Friday, April 6, 2007

Georges St. Pierre heavily favoured at UFC 69

HOUSTON (CP) -- Bigger, younger, faster and equipped with more weapons.

There are lots of reasons to like welterweight champion Georges St. Pierre's chances in his first title defence against Matt (The Terror) Serra on Saturday night at UFC 69: Shootout.

The bookies are making the Montreal mixed martial arts fighter a prohibitive favourite. has St. Pierre at minus-900, meaning betters have to risk $900 to win $100. Serra is plus-500, meaning you risk $100 to win $500.

That makes it virtually a no-win prospect for both the bettor and St. Pierre. The champion is expected to win -- and win handily. Any lesser showing will be seen as failure.

Serra, however, is compact, durable and tends to stick around fights -- his last six have gone the distance. He also has an excellent brain atop his fire hydrant body.

St. Pierre, for one. believes people are underestimating Serra, who earned his title shot by winning Season 4 of The Ultimate Fighter reality TV show which showcased veterans making a comeback.

"Matt Serra is not the same old fighter that he was before," St. Pierre told The Canadian Press. "He has improved tremendously and it's going to be a war. It won't be easy for me.

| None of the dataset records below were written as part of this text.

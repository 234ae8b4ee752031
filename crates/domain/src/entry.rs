//! Per-codebase snapshot entries and the status state machine.

use crate::fingerprint::{FingerprintSource, IndexFingerprint};
use chrono::{DateTime, Utc};
use serde::{Deserialize, Serialize};
use std::collections::BTreeSet;

/// Status of a tracked codebase.
///
/// Payload fields live on the variant that owns them, so an entry can never
/// hold payload inconsistent with its status.
#[derive(Debug, Clone, PartialEq, Serialize, Deserialize)]
#[serde(tag = "status", rename_all = "snake_case")]
pub enum CodebaseStatus {
    /// No index exists for the codebase.
    NotFound,
    /// Indexing in progress.
    Indexing {
        /// Completion percentage (0-100).
        indexing_percentage: f64,
    },
    /// Index completed and searchable.
    Indexed {
        /// Number of files indexed.
        indexed_files: u64,
        /// Total chunks stored.
        total_chunks: u64,
    },
    /// Indexing failed.
    #[serde(rename = "indexfailed")]
    IndexFailed {
        /// Human-readable failure reason.
        error_message: Box<str>,
        /// Progress reached before the failure, when known.
        #[serde(skip_serializing_if = "Option::is_none")]
        last_attempted_percentage: Option<f64>,
    },
    /// An incremental sync delta was just applied; still searchable.
    SyncCompleted {
        /// Files added by the delta.
        added: u64,
        /// Files removed by the delta.
        removed: u64,
        /// Files modified by the delta.
        modified: u64,
    },
    /// The index is incompatible with the runtime fingerprint.
    RequiresReindex {
        /// Why a reindex is required.
        message: Box<str>,
    },
}

impl CodebaseStatus {
    /// Returns the canonical status tag.
    #[must_use]
    pub const fn as_str(&self) -> &'static str {
        match self {
            Self::NotFound => "not_found",
            Self::Indexing { .. } => "indexing",
            Self::Indexed { .. } => "indexed",
            Self::IndexFailed { .. } => "indexfailed",
            Self::SyncCompleted { .. } => "sync_completed",
            Self::RequiresReindex { .. } => "requires_reindex",
        }
    }

    /// True for states the search path may read from (before proof checks).
    #[must_use]
    pub const fn is_searchable(&self) -> bool {
        matches!(self, Self::Indexed { .. } | Self::SyncCompleted { .. })
    }

    /// True when the status claims a completed index exists.
    #[must_use]
    pub const fn claims_ready(&self) -> bool {
        self.is_searchable()
    }
}

/// Pointer to the call-graph sidecar artifact for a codebase.
#[derive(Debug, Clone, PartialEq, Serialize, Deserialize)]
#[serde(rename_all = "camelCase")]
pub struct SidecarPointer {
    /// Sidecar format version (currently `v3`).
    pub version: Box<str>,
    /// Build timestamp.
    pub built_at: DateTime<Utc>,
    /// Node count at build time.
    pub node_count: u64,
    /// Edge count at build time.
    pub edge_count: u64,
    /// Note count at build time.
    pub note_count: u64,
    /// Fingerprint of the index the sidecar was built against.
    pub fingerprint: IndexFingerprint,
    /// Location of the sidecar document on disk.
    pub path: Box<str>,
}

/// Persistent record for one tracked codebase, keyed by canonical root.
#[derive(Debug, Clone, PartialEq, Serialize, Deserialize)]
#[serde(rename_all = "camelCase")]
pub struct CodebaseEntry {
    /// Current lifecycle status with status-specific payload.
    #[serde(flatten)]
    pub status: CodebaseStatus,
    /// Monotonic last-update timestamp (epoch milliseconds).
    pub last_updated_ms: u64,
    /// Fingerprint that produced the current cloud data, when known.
    #[serde(skip_serializing_if = "Option::is_none")]
    pub index_fingerprint: Option<IndexFingerprint>,
    /// Provenance of `index_fingerprint`.
    #[serde(skip_serializing_if = "Option::is_none")]
    pub fingerprint_source: Option<FingerprintSource>,
    /// Why the entry was flipped to `requires_reindex`, when it was.
    #[serde(skip_serializing_if = "Option::is_none")]
    pub reindex_reason: Option<Box<str>>,
    /// Call-graph sidecar pointer, when one has been built.
    #[serde(skip_serializing_if = "Option::is_none")]
    pub call_graph_sidecar: Option<SidecarPointer>,
    /// Ordered set of relative paths last indexed.
    #[serde(skip_serializing_if = "Option::is_none")]
    pub index_manifest: Option<BTreeSet<Box<str>>>,
}

impl CodebaseEntry {
    /// Create a fresh entry in the given status.
    #[must_use]
    pub const fn new(status: CodebaseStatus, last_updated_ms: u64) -> Self {
        Self {
            status,
            last_updated_ms,
            index_fingerprint: None,
            fingerprint_source: None,
            reindex_reason: None,
            call_graph_sidecar: None,
            index_manifest: None,
        }
    }

    /// True when the entry carries a v3 sidecar pointer.
    #[must_use]
    pub fn has_v3_sidecar(&self) -> bool {
        self.call_graph_sidecar
            .as_ref()
            .is_some_and(|sidecar| sidecar.version.as_ref() == crate::constants::SIDECAR_VERSION)
    }
}

/// Legal transitions of the status machine.
///
/// `requires_reindex` is reachable from any state (fingerprint mismatch), so
/// it is not listed per-source.
#[must_use]
pub fn transition_allowed(from: &CodebaseStatus, to: &CodebaseStatus) -> bool {
    use CodebaseStatus as S;
    match (from, to) {
        // Fingerprint mismatch may interrupt anything.
        (_, S::RequiresReindex { .. }) => true,
        // `clear` and reconcile repairs re-enter via these.
        (_, S::NotFound) => true,
        (
            S::NotFound | S::Indexed { .. } | S::IndexFailed { .. } | S::RequiresReindex { .. },
            S::Indexing { .. },
        ) => true,
        (S::Indexing { .. }, S::Indexing { .. }) => true, // progress updates
        (S::Indexing { .. }, S::Indexed { .. } | S::IndexFailed { .. }) => true,
        (S::Indexed { .. } | S::SyncCompleted { .. }, S::SyncCompleted { .. }) => true,
        (S::SyncCompleted { .. }, S::Indexed { .. } | S::Indexing { .. }) => true,
        // Reconcile promotes stale local states when the proof is valid.
        (S::IndexFailed { .. }, S::Indexed { .. }) => true,
        _ => false,
    }
}
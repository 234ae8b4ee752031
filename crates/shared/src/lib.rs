//! # satori-shared
//!
//! Shared foundation for the satori workspace: the structured error
//! envelope, the workspace `Result` alias, request-scoped context
//! (correlation, cancellation, deadline), the settle-all primitive, and
//! atomic JSON persistence.
//!
//! This crate has no workspace dependencies.

pub mod concurrency;
pub mod errors;
pub mod persist;
pub mod redaction;
pub mod result;

pub use concurrency::*;
pub use errors::*;
pub use persist::*;
pub use redaction::*;
pub use result::*;

/// Returns the shared crate version.
#[must_use]
pub const fn shared_crate_version() -> &'static str {
    env!("CARGO_PKG_VERSION")
}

"I need to be very well-prepared. I need to stay focused because if I make a mistake, it's going to be a very bad night for me."

That's because the five-foot-six Serra is a black belt in jiu-jitsu who can feast on errors.

Serra, 32, believes the lopsided view of Saturday's bout is due in large part to the difference in their last two fights.

St. Pierre, 25, dominated longtime champion Matt Hughes in winning the title last November, showing impressive smarts and skills.

Serra, meanwhile, won a split decision over Chris Lytle in a dull Ultimate Fighter finale that saw the two largely negate each other's strengths. Credit weeks training together on the TV show for taking any excitement out of that fight.

"Everybody's said the same thing about me my whole career," Serra said. "If I don't get it down (to the ground), I'm getting knocked out.

"Let's talk about it. When was the last time I got knocked out or even hurt really, standing? The only time I got stopped was Shonie Carter and that was in 2001 and that's out of my entire career. You see me take beatings and keep on going.

"It's going to be a way tougher fight than people expect, I tell you that much."

The bad news for Serra is that the five-foot-10 St. Pierre has the tools to give him a five-round beating. The Canadian also has the strength and technique to resist Serra.

The idea of having a TV show decide a championship contender has proved to be less than stirring in hindsight. Co-winner Travis Lutter failed to make weight in February at UFC 67, so his main event with middleweight champion Anderson Silva was downgraded to a non-title affair. Lutter showed he deserved to be in the cage with the champion, but eventually tapped out -- caught in a triangle hold with elbows hammering his shaved head, which was tomato-red by the time the fight ended.

St Pierre-Serra was supposed to be on that February card, but a knee injury postponed the fight until now.

The rescheduled main event has failed to capture most fight fans' imagination. The Diego Sanchez-Josh Koscheck welterweight bout, dripping with bad blood, holds more allure.

St. Pierre has won five straight against elite opposition with his only professional loss coming in the first bout with Hughes in October 2004. Since that time, Serra has fought twice, going 1-1.

With St. Pierre holding the edge in so many areas, some look to motivation.

Former lightweight champion Jens Pulver, who trains with Hughes, acknowledges that St. Pierre's current level extremely impressive. But he also has questions.

"Hopefully that wasn't because of hunger to get the belt, hopefully that was just because he was striving to be the best ... now that's he got it, can he keep it?" Pulver asked.

Lightweight Kenny Florian says motivation won't be a problem for the champion.

"Right now he's just at a really high level. He's been able to show how tough he is, how skilful he is and I think the title is his to lose. I know Georges, he trains hard, he's taken Matt Serra very seriously. Georges knows how important it is to defend his title. This is going to be his first title defence and I think he needs to make a statement.

"It's going to be interesting to see how Matt Serra deals with Georges St. Pierre's wrestling and striking skills."

St. Pierre says he has trained the same way for Serra as he did for Hughes, other than temporarily quitting training at Renzo Gracie's jiu-jitsu school in New York because it's also home to Serra and the challenger has seniority with Gracie.

But as champion, St. Pierre is now in everyone's sights.

"He's like the guy on top eating the steak and we're all the lions down here fighting over the scraps that he throws down," Koscheck said, by way of colourful metaphor. "He's got the belt and we want that belt. Obviously everybody's going to be motivated. It depends on how motivated Georges St. Pierre is for this fight, also."

St. Pierre says he gets better at handling such pressure each time out. It comes with the job.

"I better enjoy what I'm doing right now because I'm going to do it for maybe the next 10-15 years. So I try to relax, live in the moment and enjoy every second. . . . I want to stay champion forever."